The project was done in a group.

Amharic to Ethiopia Sign language Translator

Method Used

  • Collect and preprocess training data.

  • Build an application that displays the translated sentences in 3D animation using Unity3D.

Machine Learning

  • Used a pre-trained model called HornMorph for word Lemmatization.

  • Built a word2vec model for word embedding using Tensorflow.

    • Built a grammar-translation model, that translates sentences from Amharic to Ethiopian sign language based on an encoder decoder seq2seq architecture using Tensorflow

  • A speech recognition model.

  • Deployed a translation model and speech recognition model on a flask server

Technologies used:

  • Python, C#, TensorFlow, Keras, Flask, UnityGameEngine and Blender.



Amharic Speech To Text Model


Developed a model that transcribes speech audio into text for Amharic language by applying CNN with BI-RNN networks.

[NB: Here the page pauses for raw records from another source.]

use std::collections::BTreeMap;
use std::path::{Path, PathBuf};

use anyhow::{Context, Result};
use serde::Deserialize;

use crate::core::{Category, Evidence, Finding, Severity};
use crate::detect::{self, DetectorContext};

#[derive(Debug, Clone, Deserialize)]
pub struct Plan {
    #[serde(default)]
    pub operation: Vec<PlannedOp>,
}

#[derive(Debug, Clone, Deserialize)]
#[serde(tag = "kind", rename_all = "lowercase")]
pub enum PlannedOp {
    File {
        op: FileOp,
        path: String,
        #[serde(default)]
        content: Option<String>,
    },
    Command {
        cmd: String,
    },
    Api {
        endpoint: String,
        method: String,
        #[serde(default)]
        payload_keys: Vec<String>,
    },
}

#[derive(Debug, Clone, Copy, PartialEq, Eq, Deserialize)]
#[serde(rename_all = "lowercase")]
pub enum FileOp {
    Create,
    Read,
    Update,
    Delete,
}

impl FileOp {
    const fn as_str(self) -> &'static str {
        match self {
            FileOp::Create => "create",
            FileOp::Read => "read",
            FileOp::Update => "update",
            FileOp::Delete => "delete",
        }
    }

    const fn needs_existing(self) -> bool {
        matches!(self, FileOp::Read | FileOp::Update | FileOp::Delete)
    }

    const fn writes(self) -> bool {
        matches!(self, FileOp::Create | FileOp::Update | FileOp::Delete)
    }
}

#[derive(Debug, Clone, Default)]
pub struct SimulationOutcome {
    pub findings: Vec<Finding>,
    pub notes: Vec<String>,
    pub operations_total: u32,
    pub operations_would_fail: u32,
    pub estimated_duration_secs: u64,
}

pub fn load_plan(path: &Path) -> Result<Plan> {
    let s = std::fs::read_to_string(path)
        .with_context(|| format!("プランの読み取りに失敗しました: {}", path.display()))?;
    toml::from_str(&s).context("プラン(TOML)の解析に失敗しました")
}

/// プランの各操作を実行せずに評価する。実際の変更は一切行わない。
pub fn evaluate(ctx: &DetectorContext, plan: &Plan) -> SimulationOutcome {
    let has_auth_token =
        std::env::var_os("API_TOKEN").is_some() || std::env::var_os("AUTH_TOKEN").is_some();

    let mut out = SimulationOutcome::default();
    let mut endpoint_counts: BTreeMap<String, usize> = BTreeMap::new();

    for (idx, op) in plan.operation.iter().enumerate() {
        let label = format!("op-{}", idx + 1);
        out.operations_total += 1;
        match op {
            PlannedOp::File { op, path, content } => {
                evaluate_file(ctx, &label, *op, path, content.as_deref(), &mut out);
            }
            PlannedOp::Command { cmd } => {
                evaluate_command(ctx, &label, cmd, &mut out);
            }
            PlannedOp::Api {
                endpoint,
                method,
                payload_keys,
            } => {
                *endpoint_counts.entry(endpoint.clone()).or_insert(0) += 1;
                evaluate_api(ctx, &label, endpoint, method, payload_keys, has_auth_token, &mut out);
            }
        }
    }

    for (endpoint, count) in endpoint_counts {
        if count <= 10 {
            continue;
        }
        out.findings.push(Finding {
            id: format!("rate-limit:{endpoint}"),
            finding_type: "RATE_LIMIT_RISK".to_string(),
            title: format!("レート制限の可能性: {endpoint}（{count}回）"),
            category: Category::OperationalRisk,
            severity: Severity::Low,
            penalty: ctx.weights.penalty(Severity::Low),
            evidence: vec![Evidence::stat(format!("endpoint={endpoint} count={count}"))],
        });
    }

    out
}

fn evaluate_file(
    ctx: &DetectorContext,
    label: &str,
    op: FileOp,
    path: &str,
    content: Option<&str>,
    out: &mut SimulationOutcome,
) {
    let resolved = resolve(ctx, path);
    let masked = ctx.mask_path(&resolved);
    let mut would_succeed = true;
    let mut reason = None;

    if op.needs_existing() && !resolved.exists() {
        would_succeed = false;
        reason = Some("ファイルが存在しません".to_string());
        out.findings.push(Finding {
            id: format!("file-missing:{label}"),
            finding_type: "FILE_MISSING".to_string(),
            title: format!("対象ファイルが存在しません: {masked}（{}）", op.as_str()),
            category: Category::OperationalRisk,
            severity: Severity::High,
            penalty: ctx.weights.penalty(Severity::High),
            evidence: vec![Evidence::path(masked.clone(), ctx.privacy_mask_home)],
        });
    }

    if would_succeed && op.writes() {
        let parent = resolved
            .parent()
            .map(Path::to_path_buf)
            .unwrap_or_else(|| ctx.workdir.clone());
        if !parent.is_dir() {
            would_succeed = false;
            reason = Some("親ディレクトリが存在しません".to_string());
            out.findings.push(Finding {
                id: format!("no-parent-dir:{label}"),
                finding_type: "NO_PARENT_DIR".to_string(),
                title: format!(
                    "書き込み先の親ディレクトリがありません: {}",
                    ctx.mask_path(&parent)
                ),
                category: Category::OperationalRisk,
                severity: Severity::High,
                penalty: ctx.weights.penalty(Severity::High),
                evidence: vec![Evidence::path(ctx.mask_path(&parent), ctx.privacy_mask_home)],
            });
        } else if std::fs::metadata(&parent)
            .map(|m| m.permissions().readonly())
            .unwrap_or(false)
        {
            would_succeed = false;
            reason = Some("書き込み権限がありません".to_string());
            out.findings.push(Finding {
                id: format!("no-write-permission:{label}"),
                finding_type: "NO_WRITE_PERMISSION".to_string(),
                title: format!(
                    "書き込み権限がありません: {}",
                    ctx.mask_path(&parent)
                ),
                category: Category::OperationalRisk,
                severity: Severity::High,
                penalty: ctx.weights.penalty(Severity::High),
                evidence: vec![Evidence::path(ctx.mask_path(&parent), ctx.privacy_mask_home)],
            });
        }
    }

    if matches!(op, FileOp::Create | FileOp::Update) {
        if let Some(content) = content {
            out.findings
                .extend(detect::breaking_markers(ctx, &masked, content));
        }
    }

    if would_succeed {
        out.notes
            .push(format!("シミュレーション: {label} file {} {masked} -> OK", op.as_str()));
    } else {
        out.operations_would_fail += 1;
        out.notes.push(format!(
            "シミュレーション: {label} file {} {masked} -> 失敗見込み（{}）",
            op.as_str(),
            reason.unwrap_or_else(|| "不明".to_string())
        ));
    }
}

fn evaluate_command(ctx: &DetectorContext, label: &str, cmd: &str, out: &mut SimulationOutcome) {
    out.findings.extend(detect::dangerous_command(ctx, label, cmd));

    let mut would_succeed = true;
    let mut reason = None;
    if let Some(finding) = detect::command_availability(ctx, label, cmd) {
        if finding.finding_type == "COMMAND_NOT_FOUND" {
            would_succeed = false;
            reason = Some(finding.title.clone());
        }
        out.findings.push(finding);
    }

    let duration = estimated_duration_secs(cmd);
    out.estimated_duration_secs += duration;

    if would_succeed {
        out.notes.push(format!(
            "シミュレーション: {label} command `{cmd}` -> OK（推定 {duration}s）"
        ));
    } else {
        out.operations_would_fail += 1;
        out.notes.push(format!(
            "シミュレーション: {label} command `{cmd}` -> 失敗見込み（{}）",
            reason.unwrap_or_else(|| "不明".to_string())
        ));
    }
}

fn evaluate_api(
    ctx: &DetectorContext,
    label: &str,
    endpoint: &str,
    method: &str,
    payload_keys: &[String],
    has_auth_token: bool,
    out: &mut SimulationOutcome,
) {
    let method = method.trim().to_ascii_uppercase();

    if !has_auth_token {
        out.findings.push(Finding {
            id: format!("no-auth-token:{label}"),
            finding_type: "NO_AUTH_TOKEN".to_string(),
            title: "認証トークンが見つかりません（API_TOKEN / AUTH_TOKEN）".to_string(),
            category: Category::Environment,
            severity: Severity::Medium,
            penalty: ctx.weights.penalty(Severity::Medium),
            evidence: vec![Evidence::stat(format!("endpoint={endpoint} method={method}"))],
        });
    }

    if matches!(method.as_str(), "POST" | "PUT" | "PATCH") && payload_keys.is_empty() {
        out.findings.push(Finding {
            id: format!("empty-payload:{label}"),
            finding_type: "EMPTY_PAYLOAD".to_string(),
            title: format!("更新系リクエストのペイロードが空です: {method} {endpoint}"),
            category: Category::OperationalRisk,
            severity: Severity::Medium,
            penalty: ctx.weights.penalty(Severity::Medium),
            evidence: vec![Evidence::stat(format!("method={method} payload_keys=0"))],
        });
    }

    out.notes
        .push(format!("シミュレーション: {label} api {method} {endpoint} -> OK"));
}

fn resolve(ctx: &DetectorContext, path: &str) -> PathBuf {
    let p = PathBuf::from(path);
    if p.is_absolute() {
        p
    } else {
        ctx.workdir.join(p)
    }
}

fn estimated_duration_secs(cmd: &str) -> u64 {
    let mut secs = 0u64;
    if cmd.contains("npm install") {
        secs += 30;
    }
    if cmd.contains("npm test") || cmd.contains("cargo test") {
        secs += 60;
    }
    if cmd.contains("build") {
        secs += 120;
    }
    secs
}

#[cfg(test)]
mod tests {
    use super::*;
    use crate::core::PenaltyWeights;
    use std::sync::atomic::{AtomicU64, Ordering};
    use std::time::Duration;

    fn make_temp_workdir() -> PathBuf {
        static SEQ: AtomicU64 = AtomicU64::new(0);
        let seq = SEQ.fetch_add(1, Ordering::Relaxed);
        let dir = std::env::temp_dir().join(format!(
            "riskgate-simulate-test-{}-{seq}",
            std::process::id()
        ));
        let _ = std::fs::remove_dir_all(&dir);
        std::fs::create_dir_all(&dir).expect("create workdir");
        dir
    }

    fn ctx(workdir: PathBuf) -> DetectorContext {
        DetectorContext {
            workdir,
            home_dir: std::env::temp_dir(),
            timeout: Duration::from_secs(5),
            deadline: None,
            privacy_mask_home: true,
            weights: PenaltyWeights::default(),
            exclude: vec![],
        }
    }

    #[test]
    fn plan_toml_parses_operations() {
        let plan: Plan = toml::from_str(
            r#"
[[operation]]
kind = "file"
op = "create"
path = "generated.js"
content = "const x = 1;\n"

[[operation]]
kind = "command"
cmd = "npm test"

[[operation]]
kind = "api"
endpoint = "/api/users"
method = "GET"
"#,
        )
        .expect("parse plan");
        assert_eq!(plan.operation.len(), 3);
        assert!(matches!(
            plan.operation[0],
            PlannedOp::File {
                op: FileOp::Create,
                ..
            }
        ));
    }

    #[test]
    fn missing_file_for_read_is_a_high_finding() {
        let dir = make_temp_workdir();
        let c = ctx(dir.clone());
        let mut out = SimulationOutcome::default();
        evaluate_file(&c, "op-1", FileOp::Read, "missing.txt", None, &mut out);
        assert_eq!(out.operations_would_fail, 1);
        assert_eq!(out.findings.len(), 1);
        assert_eq!(out.findings[0].finding_type, "FILE_MISSING");
        assert_eq!(out.findings[0].penalty, 25);
        let _ = std::fs::remove_dir_all(&dir);
    }

    #[test]
    fn create_in_writable_dir_succeeds_without_findings() {
        let dir = make_temp_workdir();
        let c = ctx(dir.clone());
        let mut out = SimulationOutcome::default();
        evaluate_file(&c, "op-1", FileOp::Create, "new.txt", None, &mut out);
        assert_eq!(out.operations_would_fail, 0);
        assert!(out.findings.is_empty());
        assert!(out.notes.iter().any(|n| n.ends_with("-> OK")));
        let _ = std::fs::remove_dir_all(&dir);
    }

    #[test]
    fn create_under_missing_parent_would_fail() {
        let dir = make_temp_workdir();
        let c = ctx(dir.clone());
        let mut out = SimulationOutcome::default();
        evaluate_file(&c, "op-1", FileOp::Create, "no/such/dir/new.txt", None, &mut out);
        assert_eq!(out.operations_would_fail, 1);
        assert_eq!(out.findings[0].finding_type, "NO_PARENT_DIR");
        let _ = std::fs::remove_dir_all(&dir);
    }

    #[test]
    fn update_content_with_markers_adds_breaking_findings() {
        let dir = make_temp_workdir();
        std::fs::write(dir.join("mod.js"), b"old\n").expect("write");
        let c = ctx(dir.clone());
        let mut out = SimulationOutcome::default();
        evaluate_file(
            &c,
            "op-1",
            FileOp::Update,
            "mod.js",
            Some("module.exports = x;\n"),
            &mut out,
        );
        assert_eq!(out.operations_would_fail, 0);
        assert!(
            out.findings
                .iter()
                .any(|f| f.finding_type == "BREAKING_MARKER_MODULE_EXPORTS")
        );
        let _ = std::fs::remove_dir_all(&dir);
    }

    #[test]
    fn mutating_api_without_payload_is_flagged() {
        let dir = make_temp_workdir();
        let c = ctx(dir.clone());
        let mut out = SimulationOutcome::default();
        evaluate_api(&c, "op-1", "/api/users", "post", &[], true, &mut out);
        assert_eq!(out.findings.len(), 1);
        assert_eq!(out.findings[0].finding_type, "EMPTY_PAYLOAD");

        let mut out = SimulationOutcome::default();
        evaluate_api(
            &c,
            "op-2",
            "/api/users",
            "GET",
            &[],
            true,
            &mut out,
        );
        assert!(out.findings.is_empty());
        let _ = std::fs::remove_dir_all(&dir);
    }

    #[test]
    fn missing_auth_token_is_flagged_per_call() {
        let dir = make_temp_workdir();
        let c = ctx(dir.clone());
        let mut out = SimulationOutcome::default();
        evaluate_api(&c, "op-1", "/api/users", "GET", &[], false, &mut out);
        assert_eq!(out.findings.len(), 1);
        assert_eq!(out.findings[0].finding_type, "NO_AUTH_TOKEN");
        let _ = std::fs::remove_dir_all(&dir);
    }

    #[test]
    fn duration_estimates_accumulate() {
        assert_eq!(estimated_duration_secs("npm install"), 30);
        assert_eq!(estimated_duration_secs("npm test"), 60);
        assert_eq!(estimated_duration_secs("cargo build --release"), 120);
        assert_eq!(estimated_duration_secs("ls"), 0);
    }
}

Amharic speech to text model

Data

  • The dataset is from ALFFA (African Languages in the Field: speech Fundamentals and Automation). The dataset contains transcribed speech data, in Amharic and Swahili and Wolof. The Amharic transcribed speech data were prepared by Solomon Tefera. The data folder has two subfolders, Train and Test data folders. The training data contains nearly 10000 audio data in wav format and a transcription text file for each audio data.

Data Pre-processing

  • Applied audio data preprocessing techniques using librosa

    • Resampling the sampling frequency of the audio data

    • Data augmentation by adding noise, changing the speed and the pitch of the audio signal

    • Converting all audio signal channels to a mono channel

Feature extraction

  • Implemented feature extraction by generating Log Mel spectrograms for audio signals.

Building Model

  • Using Tensorflow/Keras, Built a model based on CNN and Bi-directional RNN that uses CTC loss, which takes Amharic audio signal and converts it to text


Smart Ad A/B Testing


A/B testing is a user experience research methodology. A/B tests consist of a randomized experiment with two variants, A and B., which are identical except for one variation that might affect a user's behavior. It includes application of statistical hypothesis testing or "two-sample hypothesis testing" as used in the field of statistic

A/B TESTING

Metric Choice:

  • Invariant metrics-Used this to ensure that the experiment (the way we presented a change to a part of the population )is not inherently wrong. eg number of users in both groups

  • Evaluation metrics-metrics we expect to change and are relevant to the goals we aim to achieve eg (brand awareness) Hypothesis testing for A/B testing

  • We use hypothesis testing to test the two hypotheses: Null Hypothesis :There is no difference in brand awareness between the exposed and control groups in the current case. Alternative Hypothesis:There is a difference in brand awareness between the exposed and control groups in the current case.

Machine Learning

  • Carried out 3 types of classification analysis to predict whether a user responds yes to brand awareness namely: Logistic Regression, Decision Trees, and XGboost ,then compared the different classification models to assess the best performing one(s).

  • Used the models to calculate the feature importance and determined if being in the experiment group or not is an important feature in the prediction.